Terry Lynn Anderson, 69, of Dallas, was sentenced to eight years in prison and ordered to pay $13.7 million in restitution to Blue Cross and Blue Shield of Texas.
He also was ordered to forfeit his 300-acre ranch in Valley Mills, three vehicles and more than $3.1 million seized from nine financial accounts.
His son, Rocky Freeland Anderson, 38, of Dallas, was sentenced to seven years in prison and ordered to pay more than $8.4 million to the insurance company.
“In flagrant disregard for the law, these defendants submitted claims for equipment they knew patients neither needed nor wanted,” said U.S. Attorney for the Northern District Erin Nealy Cox in a Thursday news release. “This sort of fraud impacts healthcare costs for patients who actually need coverage and we will continue to prioritize these cases.”
The father and son were found guilty in March 2018 on multiple counts of health care fraud and aggravated identity theft.
The defendants defrauded the insurance company by submitting claims on behalf of American Airlines employees for hearing aids that were not needed, and in many cases, never dispensed to the patients, according to testimony in the trial.
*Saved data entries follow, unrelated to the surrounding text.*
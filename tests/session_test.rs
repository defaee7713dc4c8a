//! Setup flow and score persistence across rounds.

mod common;

use common::{ScriptedResolver, coordinator, over, started};
use strictly_xo::{
    BOT_NAME, Difficulty, GameMode, GameSession, Mark, MovePhase, NoopHooks, Screen,
    SessionController, SetupField, SetupForm, Winner,
};

#[test]
fn test_empty_setup_flags_both_fields_and_changes_nothing() {
    let mut controller = SessionController::new();
    let mut session = GameSession::new();

    let err = controller
        .start_round(&mut session, &SetupForm::default())
        .unwrap_err();

    assert_eq!(err.fields, vec![SetupField::PlayerX, SetupField::PlayerO]);
    assert_eq!(controller.screen(), Screen::Setup);
    assert_eq!(session.round(), 0);
    assert_eq!(session.scoreboard().rounds(), 0);
    assert_eq!(session.board().board().empty_count(), 9);
    assert!(!session.board().is_active());
}

#[test]
fn test_mode_toggle_has_no_validation() {
    let mut controller = SessionController::new();
    controller.select_mode(GameMode::HumanVsAutomated);
    controller.select_mode(GameMode::HumanVsAutomated.toggle());
    assert_eq!(controller.selected_mode(), GameMode::HumanVsHuman);
    assert_eq!(controller.screen(), Screen::Setup);
}

#[test]
fn test_bot_round_ignores_second_name() {
    let mut controller = SessionController::new();
    let mut session = GameSession::new();
    controller.select_mode(GameMode::HumanVsAutomated);

    controller
        .start_round(
            &mut session,
            &SetupForm::new("Ana".to_string(), "ignored".to_string(), Difficulty::Easy),
        )
        .unwrap();

    assert_eq!(session.board().names().name(Mark::O), BOT_NAME);
    assert_eq!(session.difficulty(), Difficulty::Easy);
}

#[tokio::test]
async fn test_scores_survive_play_again_and_setup() {
    let resolver = ScriptedResolver::new([
        over(["X", "X", "X", "O", "O", "", "", "", ""], Some(Winner::X)),
        over(["O", "O", "O", "X", "X", "", "X", "", ""], Some(Winner::O)),
    ]);
    let coordinator = coordinator(resolver);
    let (mut controller, mut session) = started(GameMode::HumanVsHuman);

    coordinator.play(&mut session, 0, &NoopHooks).await.unwrap();
    assert_eq!(session.phase(), MovePhase::Terminal);

    controller.reset(&mut session);
    assert_eq!(session.phase(), MovePhase::Idle);
    assert!(session.board().is_active());
    assert_eq!(session.board().board().empty_count(), 9);
    assert_eq!(session.board().names().name(Mark::X), "Ana");

    coordinator.play(&mut session, 6, &NoopHooks).await.unwrap();

    controller.return_to_setup();
    controller
        .start_round(
            &mut session,
            &SetupForm::new("Cy".to_string(), "Di".to_string(), Difficulty::Hard),
        )
        .unwrap();

    assert_eq!(session.scoreboard().wins(Mark::X), 1);
    assert_eq!(session.scoreboard().wins(Mark::O), 1);
    assert_eq!(session.scoreboard().draws(), 0);
    assert_eq!(session.round(), 3);
}
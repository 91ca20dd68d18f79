//! Error types for the nr-core crate.
//!
//! This module provides the [`ConfigError`] type for configuration errors.
//! Every variant is reported to the caller before a watch session starts.

use camino::Utf8PathBuf;

/// Errors that can occur while loading or validating a session configuration.
///
/// # Examples
///
/// ```
/// use nr_core::ConfigError;
///
/// let error = ConfigError::UnknownEventKind("TOUCH".to_owned());
/// assert!(error.to_string().contains("TOUCH"));
/// ```
#[derive(Debug, thiserror::Error)]
pub enum ConfigError {
    /// No paths were given to watch.
    #[error("must specify files/directories to watch")]
    NoWatchPaths,

    /// The command string is empty or contains only whitespace.
    #[error("command to exec is empty")]
    EmptyCommand,

    /// The command string could not be split into arguments.
    #[error("failed to parse command '{command}': unbalanced quotes or trailing escape")]
    CommandParse {
        /// The command string as configured.
        command: String,
    },

    /// An ignored event kind is not one of the known labels.
    #[error("unknown event kind '{0}' (expected one of CREATE, WRITE, REMOVE, RENAME, CHMOD)")]
    UnknownEventKind(String),

    /// A configuration option has an invalid value.
    #[error("invalid configuration option '{option}': {reason}")]
    InvalidOption {
        /// The name of the invalid option.
        option: String,
        /// Explanation of why the option is invalid.
        reason: String,
    },

    /// The configuration file does not exist.
    #[error("configuration file not found: {0}")]
    MissingFile(Utf8PathBuf),

    /// An I/O error occurred while reading configuration.
    #[error("failed to read configuration: {0}")]
    Io(#[from] std::io::Error),

    /// Failed to parse the configuration file.
    #[error("failed to parse configuration: {0}")]
    Parse(#[from] serde_json::Error),
}
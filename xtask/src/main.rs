//! Build automation tasks for the notifyrun workspace.
//!
//! Run with: `cargo xtask <command>`
//!
//! # Available Commands
//!
//! - `check`: Run all checks (fmt, clippy, test)
//! - `fmt`: Format code with rustfmt
//! - `lint`: Run clippy with all targets
//! - `test`: Run all tests
//! - `build`: Build release binary
//! - `clean`: Clean build artifacts
//! - `doc`: Generate documentation

// xtask is a build tool - printing to stderr is expected
#![allow(clippy::print_stderr)]

use std::process::Command;

use anyhow::{Context, Result, bail};
use camino::Utf8PathBuf;
use clap::{Parser, Subcommand};

/// Build automation for notifyrun
#[derive(Parser)]
#[command(name = "xtask")]
#[command(about = "Build automation tasks for notifyrun")]
struct Cli {
    #[command(subcommand)]
    command: Commands,
}

#[derive(Subcommand)]
enum Commands {
    /// Run all checks (fmt --check, clippy, test)
    Check,
    /// Format code with rustfmt
    Fmt {
        /// Check formatting without modifying files
        #[arg(long)]
        check: bool,
    },
    /// Run clippy lints
    Lint {
        /// Automatically fix lint warnings
        #[arg(long)]
        fix: bool,
    },
    /// Run all tests
    Test {
        /// Run tests with release optimizations
        #[arg(long)]
        release: bool,
    },
    /// Build the notifyrun binary
    Build {
        /// Build in debug mode
        #[arg(long)]
        debug: bool,
    },
    /// Clean build artifacts
    Clean,
    /// Generate documentation
    Doc {
        /// Open in browser after building
        #[arg(long)]
        open: bool,
    },
}

/// Returns the workspace root (the parent of this crate's directory).
fn workspace_root() -> Result<Utf8PathBuf> {
    let manifest_dir = Utf8PathBuf::from(env!("CARGO_MANIFEST_DIR"));
    manifest_dir
        .parent()
        .map(Utf8PathBuf::from)
        .context("xtask manifest has no parent directory")
}

/// Runs `cargo` with `args` in the workspace root, failing on non-zero exit.
fn cargo(args: &[&str]) -> Result<()> {
    let cargo = std::env::var("CARGO").unwrap_or_else(|_| "cargo".to_owned());
    let root = workspace_root()?;

    eprintln!("$ cargo {}", args.join(" "));
    let status = Command::new(&cargo)
        .args(args)
        .current_dir(&root)
        .status()
        .with_context(|| format!("failed to run {cargo}"))?;

    if !status.success() {
        bail!("cargo {} failed with {status}", args.join(" "));
    }
    Ok(())
}

fn fmt(check: bool) -> Result<()> {
    if check {
        cargo(&["fmt", "--all", "--", "--check"])
    } else {
        cargo(&["fmt", "--all"])
    }
}

fn lint(fix: bool) -> Result<()> {
    if fix {
        cargo(&["clippy", "--workspace", "--all-targets", "--fix", "--allow-dirty"])
    } else {
        cargo(&["clippy", "--workspace", "--all-targets", "--", "-D", "warnings"])
    }
}

fn test(release: bool) -> Result<()> {
    if release {
        cargo(&["test", "--workspace", "--release"])
    } else {
        cargo(&["test", "--workspace"])
    }
}

fn main() -> Result<()> {
    let cli = Cli::parse();

    match cli.command {
        Commands::Check => {
            fmt(true)?;
            lint(false)?;
            test(false)?;
            eprintln!("All checks passed");
            Ok(())
        }
        Commands::Fmt { check } => fmt(check),
        Commands::Lint { fix } => lint(fix),
        Commands::Test { release } => test(release),
        Commands::Build { debug } => {
            if debug {
                cargo(&["build", "-p", "nr-cli"])
            } else {
                cargo(&["build", "-p", "nr-cli", "--release"])
            }
        }
        Commands::Clean => cargo(&["clean"]),
        Commands::Doc { open } => {
            if open {
                cargo(&["doc", "--workspace", "--no-deps", "--open"])
            } else {
                cargo(&["doc", "--workspace", "--no-deps"])
            }
        }
    }
}
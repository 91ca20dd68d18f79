//! Notification classification.
//!
//! Every notification is classified exactly once, against immutable
//! [`IgnoreRules`], into one of three outcomes:
//!
//! 1. **Ignored by name** - the subject is an ignored subject. Checked first,
//!    so the kinds of such a notification never matter.
//! 2. **Ignored by kind** - every reported kind is ignored.
//! 3. **Accepted** - anything else, including a notification with no kinds.
//!
//! # Examples
//!
//! ```
//! use nr_core::{ChangeKind, ChangeNotification, IgnoreRules};
//! use nr_watcher::{Classification, EventFilter};
//!
//! let filter = EventFilter::new(IgnoreRules::new(["./src/gen.go"], [ChangeKind::Chmod]));
//!
//! let write = ChangeNotification::new("./src/a.go", ChangeKind::Write);
//! let chmod = ChangeNotification::new("./src/a.go", ChangeKind::Chmod);
//! let generated = ChangeNotification::new("./src/gen.go", ChangeKind::Write);
//!
//! assert_eq!(filter.classify(&write), Classification::Accepted);
//! assert_eq!(filter.classify(&chmod), Classification::IgnoredByKind);
//! assert_eq!(filter.classify(&generated), Classification::IgnoredByName);
//! ```

use std::fmt;

use nr_core::{ChangeNotification, IgnoreRules};

/// The outcome of classifying one notification.
#[derive(Debug, Clone, Copy, PartialEq, Eq, Hash)]
pub enum Classification {
    /// The subject is in the ignored-subjects set.
    IgnoredByName,
    /// Every reported kind is in the ignored-kinds set.
    IgnoredByKind,
    /// The notification should trigger a run.
    Accepted,
}

impl Classification {
    /// Returns `true` for [`Classification::Accepted`].
    #[inline]
    #[must_use]
    pub const fn is_accepted(self) -> bool {
        matches!(self, Self::Accepted)
    }

    /// Returns the tally message prefix for this outcome.
    #[inline]
    #[must_use]
    pub const fn prefix(self) -> &'static str {
        match self {
            Self::IgnoredByName => "ignore event name",
            Self::IgnoredByKind => "ignore event kind",
            Self::Accepted => "accept event",
        }
    }

    /// Builds the tally message for `notification` under this outcome.
    ///
    /// # Examples
    ///
    /// ```
    /// use nr_core::{ChangeKind, ChangeNotification};
    /// use nr_watcher::Classification;
    ///
    /// let n = ChangeNotification::new("./src/a.go", ChangeKind::Chmod);
    /// assert_eq!(
    ///     Classification::IgnoredByKind.message(&n),
    ///     r#"ignore event kind: "./src/a.go": CHMOD"#,
    /// );
    /// ```
    #[must_use]
    pub fn message(self, notification: &ChangeNotification) -> String {
        format!("{}: {notification}", self.prefix())
    }
}

impl fmt::Display for Classification {
    fn fmt(&self, f: &mut fmt::Formatter<'_>) -> fmt::Result {
        f.write_str(match self {
            Self::IgnoredByName => "ignored-by-name",
            Self::IgnoredByKind => "ignored-by-kind",
            Self::Accepted => "accepted",
        })
    }
}

/// Classifies notifications against a fixed set of [`IgnoreRules`].
#[derive(Debug, Clone, Default)]
pub struct EventFilter {
    rules: IgnoreRules,
}

impl EventFilter {
    /// Creates a filter over `rules`.
    #[must_use]
    pub fn new(rules: IgnoreRules) -> Self {
        Self { rules }
    }

    /// Classifies one notification. Has no side effects.
    #[must_use]
    pub fn classify(&self, notification: &ChangeNotification) -> Classification {
        if self.rules.ignores_subject(notification.subject()) {
            Classification::IgnoredByName
        } else if self.rules.ignores_all(&notification.kinds) {
            Classification::IgnoredByKind
        } else {
            Classification::Accepted
        }
    }
}

#[cfg(test)]
mod tests {
    use super::*;
    use camino::Utf8PathBuf;
    use nr_core::{ChangeKind, ChangeKinds};

    fn filter(subjects: &[&str], kinds: &[ChangeKind]) -> EventFilter {
        EventFilter::new(IgnoreRules::new(
            subjects.iter().copied(),
            kinds.iter().copied(),
        ))
    }

    #[test]
    fn test_ignored_subject_wins_for_any_kind() {
        let filter = filter(&["./src/gen.go"], &[]);
        for kind in ChangeKind::ALL {
            let n = ChangeNotification::new("./src/gen.go", kind);
            assert_eq!(filter.classify(&n), Classification::IgnoredByName);
        }
        let n = ChangeNotification::new("./src/gen.go", ChangeKinds::new());
        assert_eq!(filter.classify(&n), Classification::IgnoredByName);
    }

    #[test]
    fn test_all_kinds_ignored() {
        let filter = filter(&[], &[ChangeKind::Chmod, ChangeKind::Remove]);
        let kinds: ChangeKinds = [ChangeKind::Chmod, ChangeKind::Remove].into_iter().collect();
        let n = ChangeNotification::new("./src/a.go", kinds);
        assert_eq!(filter.classify(&n), Classification::IgnoredByKind);
    }

    #[test]
    fn test_one_unignored_kind_is_accepted() {
        let filter = filter(&[], &[ChangeKind::Chmod]);
        let kinds: ChangeKinds = [ChangeKind::Chmod, ChangeKind::Write].into_iter().collect();
        let n = ChangeNotification::new("./src/a.go", kinds);
        assert_eq!(filter.classify(&n), Classification::Accepted);
    }

    #[test]
    fn test_empty_kinds_are_accepted() {
        let filter = filter(&[], &ChangeKind::ALL);
        let n = ChangeNotification::new(Utf8PathBuf::from("./src"), ChangeKinds::new());
        assert!(filter.classify(&n).is_accepted());
    }

    #[test]
    fn test_messages() {
        let n = ChangeNotification::new("./src/a.go", ChangeKind::Write);
        insta::assert_snapshot!(Classification::Accepted.message(&n), @r#"accept event: "./src/a.go": WRITE"#);
        insta::assert_snapshot!(Classification::IgnoredByName.message(&n), @r#"ignore event name: "./src/a.go": WRITE"#);
    }
}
The claims were submitted through Anderson Optical & Hearing, the Andersons’ family-owned business with locations in Bedford and Arlington.
Federal agents noted that fraudulent marketing practices helped the Andersons increase the number of claims submitted. Some patients were promised a free pair of expensive sunglasses or prescription glasses if they would take a free hearing test. After testing, patients were told they had slight to mild hearing loss and required them to sign an order for hearing aids before receiving the free glasses.
The Andersons also promised patients the hearing aids at no cost and said Anderson Optical & Hearing would waive any co-payments, coinsurance or deductibles. The father and son also offered $100 gift cards to patients for referrals to family members and co-workers.
In 2012, the Andersons brought their scheme into American Airlines airport facilities, offering free hearing tests to aircraft mechanics and fleet service clerks at maintenance hangars and in employee break rooms. With the offer of free sunglasses, the Andersons had long lines of employees waiting to take what witnesses said were three- to five-minutes tests, according to court documents.
An expert witness testified that such cursory screening tests were incapable of producing results that would help with legitimate decisions on dispensing hearing aids.
This report contains information from Star-Telegram archives.